= Information shown =
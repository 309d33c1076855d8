//! Topic bus carrying relayed client traffic between the relay service and external consumers.
//!
//! Client messages that are not filter registrations are published on
//! [`inbound_topic`]; replies for a session arrive on [`outbound_topic`] and are written back to
//! that session's socket. [`LocalBus`] keeps everything in-process; networked implementations
//! fan their received messages into a `LocalBus` so subscribers see one interface.

use std::collections::HashMap;

use bytes::Bytes;
use parking_lot::RwLock;
use thiserror::Error;
use tokio::sync::broadcast;

pub const INBOUND_PREFIX: &str = "relay:in:";
pub const OUTBOUND_PREFIX: &str = "relay:out:";

const TOPIC_CAPACITY: usize = 64;

#[derive(Debug, Clone, PartialEq, Eq)]
pub struct BusMessage {
    pub topic: String,
    pub payload: Bytes,
}

#[derive(Debug, Error)]
pub enum BusError {
    #[error("bus channel closed")]
    Closed,
    #[error("bus transport error: {0}")]
    Transport(String),
}

pub type BusResult<T> = Result<T, BusError>;

pub trait Bus: Send + Sync {
    fn subscribe(&self, topic: &str) -> broadcast::Receiver<BusMessage>;

    /// Publishes `payload` on `topic`. Returns the number of local subscribers reached; remote
    /// transports report zero because delivery happens elsewhere.
    fn publish(&self, topic: &str, payload: Bytes) -> BusResult<usize>;

    /// Releases topics without subscribers. Returns how many were dropped.
    fn prune(&self) -> usize {
        0
    }
}

/// Topic a session's relayed client messages are published on.
pub fn inbound_topic(session_id: &str) -> String {
    format!("{INBOUND_PREFIX}{session_id}")
}

/// Topic external consumers publish replies for a session on.
pub fn outbound_topic(session_id: &str) -> String {
    format!("{OUTBOUND_PREFIX}{session_id}")
}

/// Session id encoded in an outbound topic, if `topic` is one.
pub fn outbound_session(topic: &str) -> Option<&str> {
    topic
        .strip_prefix(OUTBOUND_PREFIX)
        .filter(|session| !session.is_empty())
}

/// In-memory bus. Topics are created on first subscribe; topics whose subscribers are all gone
/// are dropped on the next failed publish or [`Bus::prune`].
#[derive(Debug, Default)]
pub struct LocalBus {
    topics: RwLock<HashMap<String, broadcast::Sender<BusMessage>>>,
}

impl LocalBus {
    pub fn new() -> Self {
        Self::default()
    }

    pub fn topic_count(&self) -> usize {
        self.topics.read().len()
    }
}

impl Bus for LocalBus {
    fn subscribe(&self, topic: &str) -> broadcast::Receiver<BusMessage> {
        let mut guard = self.topics.write();
        guard
            .entry(topic.to_string())
            .or_insert_with(|| broadcast::channel(TOPIC_CAPACITY).0)
            .subscribe()
    }

    fn publish(&self, topic: &str, payload: Bytes) -> BusResult<usize> {
        let sender = match self.topics.read().get(topic) {
            Some(sender) => sender.clone(),
            None => return Ok(0),
        };
        match sender.send(BusMessage {
            topic: topic.to_string(),
            payload,
        }) {
            Ok(reached) => Ok(reached),
            Err(_) => {
                self.prune();
                Ok(0)
            }
        }
    }

    fn prune(&self) -> usize {
        let mut guard = self.topics.write();
        let before = guard.len();
        guard.retain(|_, sender| sender.receiver_count() > 0);
        before - guard.len()
    }
}

#[cfg(test)]
mod tests {
    use super::*;

    #[test_timeout::tokio_timeout_test(5)]
    async fn subscriber_receives_published_payload() {
        let bus = LocalBus::new();
        let mut sub = bus.subscribe(&outbound_topic("abc"));
        let reached = bus
            .publish(&outbound_topic("abc"), Bytes::from_static(b"pong"))
            .expect("publish ok");
        assert_eq!(reached, 1);
        let msg = sub.recv().await.expect("receive ok");
        assert_eq!(msg.topic, "relay:out:abc");
        assert_eq!(msg.payload, Bytes::from_static(b"pong"));
    }

    #[test_timeout::timeout]
    fn publish_without_subscribers_is_dropped() {
        let bus = LocalBus::new();
        let reached = bus
            .publish(&inbound_topic("abc"), Bytes::from_static(b"{}"))
            .expect("publish ok");
        assert_eq!(reached, 0);
        assert_eq!(bus.topic_count(), 0);
    }

    #[test_timeout::timeout]
    fn abandoned_topics_are_pruned() {
        let bus = LocalBus::new();
        let sub = bus.subscribe("relay:out:one");
        let _kept = bus.subscribe("relay:out:two");
        drop(sub);
        assert_eq!(bus.prune(), 1);
        assert_eq!(bus.topic_count(), 1);

        let reached = bus
            .publish("relay:out:one", Bytes::from_static(b"x"))
            .expect("publish ok");
        assert_eq!(reached, 0);
    }

    #[test_timeout::timeout]
    fn outbound_session_parses_topic() {
        assert_eq!(outbound_session("relay:out:abc"), Some("abc"));
        assert_eq!(outbound_session("relay:out:"), None);
        assert_eq!(outbound_session("relay:in:abc"), None);
    }
}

= Directions for this task =
Word for word, reproduce every record shown above.

= The answer =
repository 309d33c1076855d8
//! Topic bus carrying relayed client traffic between the relay service and external consumers.
//!
//! Client messages that are not filter registrations are published on
//! [`inbound_topic`]; replies for a session arrive on [`outbound_topic`] and are written back to
//! that session's socket. [`LocalBus`] keeps everything in-process; networked implementations
//! fan their received messages into a `LocalBus` so subscribers see one interface.

use std::collections::HashMap;

use bytes::Bytes;
use parking_lot::RwLock;
use thiserror::Error;
use tokio::sync::broadcast;

pub const INBOUND_PREFIX: &str = "relay:in:";
pub const OUTBOUND_PREFIX: &str = "relay:out:";

const TOPIC_CAPACITY: usize = 64;

#[derive(Debug, Clone, PartialEq, Eq)]
pub struct BusMessage {
    pub topic: String,
    pub payload: Bytes,
}

#[derive(Debug, Error)]
pub enum BusError {
    #[error("bus channel closed")]
    Closed,
    #[error("bus transport error: {0}")]
    Transport(String),
}

pub type BusResult<T> = Result<T, BusError>;

pub trait Bus: Send + Sync {
    fn subscribe(&self, topic: &str) -> broadcast::Receiver<BusMessage>;

    /// Publishes `payload` on `topic`. Returns the number of local subscribers reached; remote
    /// transports report zero because delivery happens elsewhere.
    fn publish(&self, topic: &str, payload: Bytes) -> BusResult<usize>;

    /// Releases topics without subscribers. Returns how many were dropped.
    fn prune(&self) -> usize {
        0
    }
}

/// Topic a session's relayed client messages are published on.
pub fn inbound_topic(session_id: &str) -> String {
    format!("{INBOUND_PREFIX}{session_id}")
}

/// Topic external consumers publish replies for a session on.
pub fn outbound_topic(session_id: &str) -> String {
    format!("{OUTBOUND_PREFIX}{session_id}")
}

/// Session id encoded in an outbound topic, if `topic` is one.
pub fn outbound_session(topic: &str) -> Option<&str> {
    topic
        .strip_prefix(OUTBOUND_PREFIX)
        .filter(|session| !session.is_empty())
}

/// In-memory bus. Topics are created on first subscribe; topics whose subscribers are all gone
/// are dropped on the next failed publish or [`Bus::prune`].
#[derive(Debug, Default)]
pub struct LocalBus {
    topics: RwLock<HashMap<String, broadcast::Sender<BusMessage>>>,
}

impl LocalBus {
    pub fn new() -> Self {
        Self::default()
    }

    pub fn topic_count(&self) -> usize {
        self.topics.read().len()
    }
}

impl Bus for LocalBus {
    fn subscribe(&self, topic: &str) -> broadcast::Receiver<BusMessage> {
        let mut guard = self.topics.write();
        guard
            .entry(topic.to_string())
            .or_insert_with(|| broadcast::channel(TOPIC_CAPACITY).0)
            .subscribe()
    }

    fn publish(&self, topic: &str, payload: Bytes) -> BusResult<usize> {
        let sender = match self.topics.read().get(topic) {
            Some(sender) => sender.clone(),
            None => return Ok(0),
        };
        match sender.send(BusMessage {
            topic: topic.to_string(),
            payload,
        }) {
            Ok(reached) => Ok(reached),
            Err(_) => {
                self.prune();
                Ok(0)
            }
        }
    }

    fn prune(&self) -> usize {
        let mut guard = self.topics.write();
        let before = guard.len();
        guard.retain(|_, sender| sender.receiver_count() > 0);
        before - guard.len()
    }
}

#[cfg(test)]
mod tests {
    use super::*;

    #[test_timeout::tokio_timeout_test(5)]
    async fn subscriber_receives_published_payload() {
        let bus = LocalBus::new();
        let mut sub = bus.subscribe(&outbound_topic("abc"));
        let reached = bus
            .publish(&outbound_topic("abc"), Bytes::from_static(b"pong"))
            .expect("publish ok");
        assert_eq!(reached, 1);
        let msg = sub.recv().await.expect("receive ok");
        assert_eq!(msg.topic, "relay:out:abc");
        assert_eq!(msg.payload, Bytes::from_static(b"pong"));
    }

    #[test_timeout::timeout]
    fn publish_without_subscribers_is_dropped() {
        let bus = LocalBus::new();
        let reached = bus
            .publish(&inbound_topic("abc"), Bytes::from_static(b"{}"))
            .expect("publish ok");
        assert_eq!(reached, 0);
        assert_eq!(bus.topic_count(), 0);
    }

    #[test_timeout::timeout]
    fn abandoned_topics_are_pruned() {
        let bus = LocalBus::new();
        let sub = bus.subscribe("relay:out:one");
        let _kept = bus.subscribe("relay:out:two");
        drop(sub);
        assert_eq!(bus.prune(), 1);
        assert_eq!(bus.topic_count(), 1);

        let reached = bus
            .publish("relay:out:one", Bytes::from_static(b"x"))
            .expect("publish ok");
        assert_eq!(reached, 0);
    }

    #[test_timeout::timeout]
    fn outbound_session_parses_topic() {
        assert_eq!(outbound_session("relay:out:abc"), Some("abc"));
        assert_eq!(outbound_session("relay:out:"), None);
        assert_eq!(outbound_session("relay:in:abc"), None);
    }
}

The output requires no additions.